Açıklamaları tane tane, pırıl pırıl bir Türkçe ile yapan kadın rehbere müteşekkirim. Anlatırken o kadar rahat ve konusuna hakim ki, herkes susarak dinleme ihtiyacını duydu. Her tarafından tarih ve kültür akan, Atatürk’ü, cumhuriyeti, kurtuluşu anlatan, eklemelerle oluşan bir anıt ev. Eşyaları, tabloları, fotoğrafları, halıları, yollukları, Abdülhamit’in paravanı, Macarların hediye ettiği oymalı vestiyeri, gümüş mangalı, tümü de ayrı ayrı muhteşem.
Köşk, son iki Cumhurbaşkanınca kullanılmadı. Ev durumundan çıkarıldı ve “Atatürk Müze Köşkü” biçiminde yeniden düzenlenerek halkın ziyaretine açıldı. Köşk en son Cumhurbaşkanı Ahmet Necdet Sezer tarafından kullanıldı. Debdebesi, şaşası, gösterişi olmayan, ancak ulusal, toplumsal konularla, dünya sorunlarının tartışıldığı, “Efendiler! Yarın Cumhuriyeti ilan edeceğiz” kararının alındığı, Ankara Belediyesinin satın alıp “kurtuluş çalışmalarına yeterli olsun” diye bağışladığı mütevazi, taştan yapılma bir bağ evi… Her köşesinde Atatürk, her köşesinde kurtuluş, bağımsızlık ve özgürlük teneffüs edilen bina.

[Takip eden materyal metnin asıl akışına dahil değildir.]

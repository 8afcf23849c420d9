//! Error types for the agentflow orchestrator.
//!
//! Agent-level failures are normally folded into [`Context`](crate::context::Context)
//! errors by the mediator. The variants here cover the cases that cross an
//! API boundary: resolution of unknown identifiers, unsafe payloads on the
//! queue path, async aggregation timeouts and malformed configuration.

use serde::{Deserialize, Serialize};
use thiserror::Error;

/// The main error type for agentflow operations.
#[derive(Debug, Error)]
pub enum AgentflowError {
    /// Input was rejected before the agent ran.
    #[error("Validation failed for agent '{agent}': {}", errors.join("; "))]
    Validation {
        /// The agent that rejected the input.
        agent: String,
        /// The individual validation messages.
        errors: Vec<String>,
    },

    /// The agent's own logic failed.
    #[error("Agent '{agent}' failed: {message}")]
    Execution {
        /// The failing agent.
        agent: String,
        /// The failure message.
        message: String,
    },

    /// An agent or middleware identifier could not be resolved.
    #[error("Unable to resolve {kind} '{identifier}'")]
    Resolution {
        /// The identifier that was looked up.
        identifier: String,
        /// What was being resolved ("agent" or "middleware").
        kind: String,
    },

    /// The payload contains values that cannot be externalized.
    #[error("Payload is not serializable at '{path}': {message}")]
    Serialization {
        /// JSON-pointer-like path of the offending value.
        path: String,
        /// Details.
        message: String,
    },

    /// The circuit breaker short-circuited the call.
    #[error("Circuit open for service '{service}'")]
    CircuitOpen {
        /// The protected service.
        service: String,
    },

    /// The rate limiter short-circuited the call.
    #[error("Rate limit of {limit} requests/minute exceeded for service '{service}'")]
    RateLimited {
        /// The protected service.
        service: String,
        /// The configured limit.
        limit: u32,
    },

    /// Waiting for an async batch result exceeded its deadline.
    #[error("Batch '{batch_id}' did not finish within {waited_ms}ms")]
    AggregationTimeout {
        /// The batch being waited on.
        batch_id: String,
        /// How long the caller waited.
        waited_ms: u64,
    },

    /// An HTTP collaborator failed.
    #[error("Transport error{}: {message}", status.map(|s| format!(" (status {s})")).unwrap_or_default())]
    Transport {
        /// HTTP status, if a response was received.
        status: Option<u16>,
        /// Details.
        message: String,
    },

    /// The orchestrator was configured inconsistently.
    #[error("Configuration error: {0}")]
    Configuration(String),

    /// Work was cancelled.
    #[error("Cancelled: {0}")]
    Cancelled(String),

    /// A generic internal error.
    #[error("Internal error: {0}")]
    Internal(String),

    /// JSON encoding or decoding failed.
    #[error("JSON error: {0}")]
    Json(#[from] serde_json::Error),

    /// Any other error raised from agent code.
    #[error(transparent)]
    Other(#[from] anyhow::Error),
}

impl AgentflowError {
    /// Creates an execution error.
    #[must_use]
    pub fn execution(agent: impl Into<String>, message: impl Into<String>) -> Self {
        Self::Execution {
            agent: agent.into(),
            message: message.into(),
        }
    }

    /// Creates a validation error.
    #[must_use]
    pub fn validation(agent: impl Into<String>, errors: Vec<String>) -> Self {
        Self::Validation {
            agent: agent.into(),
            errors,
        }
    }

    /// Creates an agent resolution error.
    #[must_use]
    pub fn unresolved_agent(identifier: impl Into<String>) -> Self {
        Self::Resolution {
            identifier: identifier.into(),
            kind: "agent".to_string(),
        }
    }

    /// Creates a middleware resolution error.
    #[must_use]
    pub fn unresolved_middleware(identifier: impl Into<String>) -> Self {
        Self::Resolution {
            identifier: identifier.into(),
            kind: "middleware".to_string(),
        }
    }

    /// Creates a serialization error.
    #[must_use]
    pub fn serialization(path: impl Into<String>, message: impl Into<String>) -> Self {
        Self::Serialization {
            path: path.into(),
            message: message.into(),
        }
    }

    /// Creates a transport error.
    #[must_use]
    pub fn transport(status: Option<u16>, message: impl Into<String>) -> Self {
        Self::Transport {
            status,
            message: message.into(),
        }
    }

    /// Returns a stable machine-readable code.
    #[must_use]
    pub fn code(&self) -> &'static str {
        match self {
            Self::Validation { .. } => "VALIDATION_ERROR",
            Self::Execution { .. } | Self::Other(_) => "EXECUTION_ERROR",
            Self::Resolution { .. } => "RESOLUTION_ERROR",
            Self::Serialization { .. } | Self::Json(_) => "SERIALIZATION_ERROR",
            Self::CircuitOpen { .. } => "CIRCUIT_OPEN",
            Self::RateLimited { .. } => "RATE_LIMITED",
            Self::AggregationTimeout { .. } => "AGGREGATION_TIMEOUT",
            Self::Transport { .. } => "TRANSPORT_ERROR",
            Self::Configuration(_) => "CONFIGURATION_ERROR",
            Self::Cancelled(_) => "CANCELLED",
            Self::Internal(_) => "INTERNAL_ERROR",
        }
    }

    /// Returns the error class name reported in failure notifications.
    #[must_use]
    pub fn kind_name(&self) -> &'static str {
        match self {
            Self::Validation { .. } => "ValidationError",
            Self::Execution { .. } | Self::Other(_) => "ExecutionError",
            Self::Resolution { .. } => "ResolutionError",
            Self::Serialization { .. } | Self::Json(_) => "SerializationError",
            Self::CircuitOpen { .. } => "CircuitOpenError",
            Self::RateLimited { .. } => "RateLimitedError",
            Self::AggregationTimeout { .. } => "AggregationTimeout",
            Self::Transport { .. } => "TransportError",
            Self::Configuration(_) => "ConfigurationError",
            Self::Cancelled(_) => "CancelledError",
            Self::Internal(_) => "InternalError",
        }
    }

    /// Returns true when a resilience policy refused the call.
    #[must_use]
    pub fn is_short_circuit(&self) -> bool {
        matches!(self, Self::CircuitOpen { .. } | Self::RateLimited { .. })
    }

    /// Builds the summary carried by failure events.
    #[must_use]
    pub fn summary(&self) -> ErrorSummary {
        ErrorSummary {
            class: self.kind_name().to_string(),
            code: self.code().to_string(),
            message: self.to_string(),
        }
    }
}

/// Serializable description of an error for events and job records.
#[derive(Debug, Clone, PartialEq, Eq, Serialize, Deserialize)]
pub struct ErrorSummary {
    /// Error class name.
    pub class: String,
    /// Machine-readable code.
    pub code: String,
    /// Human-readable message.
    pub message: String,
}

#[cfg(test)]
mod tests {
    use super::*;

    #[test]
    fn test_validation_error_message_joins_errors() {
        let err = AgentflowError::validation("upper", vec!["empty".into(), "too long".into()]);
        assert_eq!(
            err.to_string(),
            "Validation failed for agent 'upper': empty; too long"
        );
        assert_eq!(err.code(), "VALIDATION_ERROR");
    }

    #[test]
    fn test_resolution_error_kinds() {
        let agent = AgentflowError::unresolved_agent("missing");
        let mw = AgentflowError::unresolved_middleware("audit");

        assert_eq!(agent.to_string(), "Unable to resolve agent 'missing'");
        assert_eq!(mw.to_string(), "Unable to resolve middleware 'audit'");
        assert_eq!(agent.kind_name(), "ResolutionError");
    }

    #[test]
    fn test_transport_error_display() {
        let with_status = AgentflowError::transport(Some(503), "unavailable");
        let without = AgentflowError::transport(None, "connection reset");

        assert_eq!(with_status.to_string(), "Transport error (status 503): unavailable");
        assert_eq!(without.to_string(), "Transport error: connection reset");
    }

    #[test]
    fn test_short_circuit_detection() {
        assert!(AgentflowError::CircuitOpen { service: "geo".into() }.is_short_circuit());
        assert!(AgentflowError::RateLimited { service: "geo".into(), limit: 10 }.is_short_circuit());
        assert!(!AgentflowError::execution("geo", "boom").is_short_circuit());
    }

    #[test]
    fn test_anyhow_conversion() {
        fn fallible() -> Result<(), AgentflowError> {
            Err(anyhow::anyhow!("disk full"))?;
            Ok(())
        }

        let err = fallible().unwrap_err();
        assert_eq!(err.to_string(), "disk full");
        assert_eq!(err.code(), "EXECUTION_ERROR");
    }

    #[test]
    fn test_summary() {
        let summary = AgentflowError::execution("a", "boom").summary();
        assert_eq!(summary.class, "ExecutionError");
        assert_eq!(summary.code, "EXECUTION_ERROR");
        assert_eq!(summary.message, "Agent 'a' failed: boom");
    }
}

Efendiler, şunu son derece açık ve net bir biçimde söyleyeyim ki, Anadolu “bozkır” değildir: Bozkırlaştırıldı. Or-An, Çankaya ve Atatürk Orman Çiftliğini gördükten sonra, Ankara’nın en yeşil kent oluşu boşuna değildir. Bu topraklara ne kadar çok ihanet edildiğini derinden sarsılarak görüyorum. “Ağaç yetişmezmiş, karasalmış, onun için bozkır olmuş.” Bu tembellerin ve ihanet içinde olanların savıdır. Anıttepe’den yayılan sarı ve mavi ışık, Çankaya ormanında zavallıların görüntüsünü çekiyor.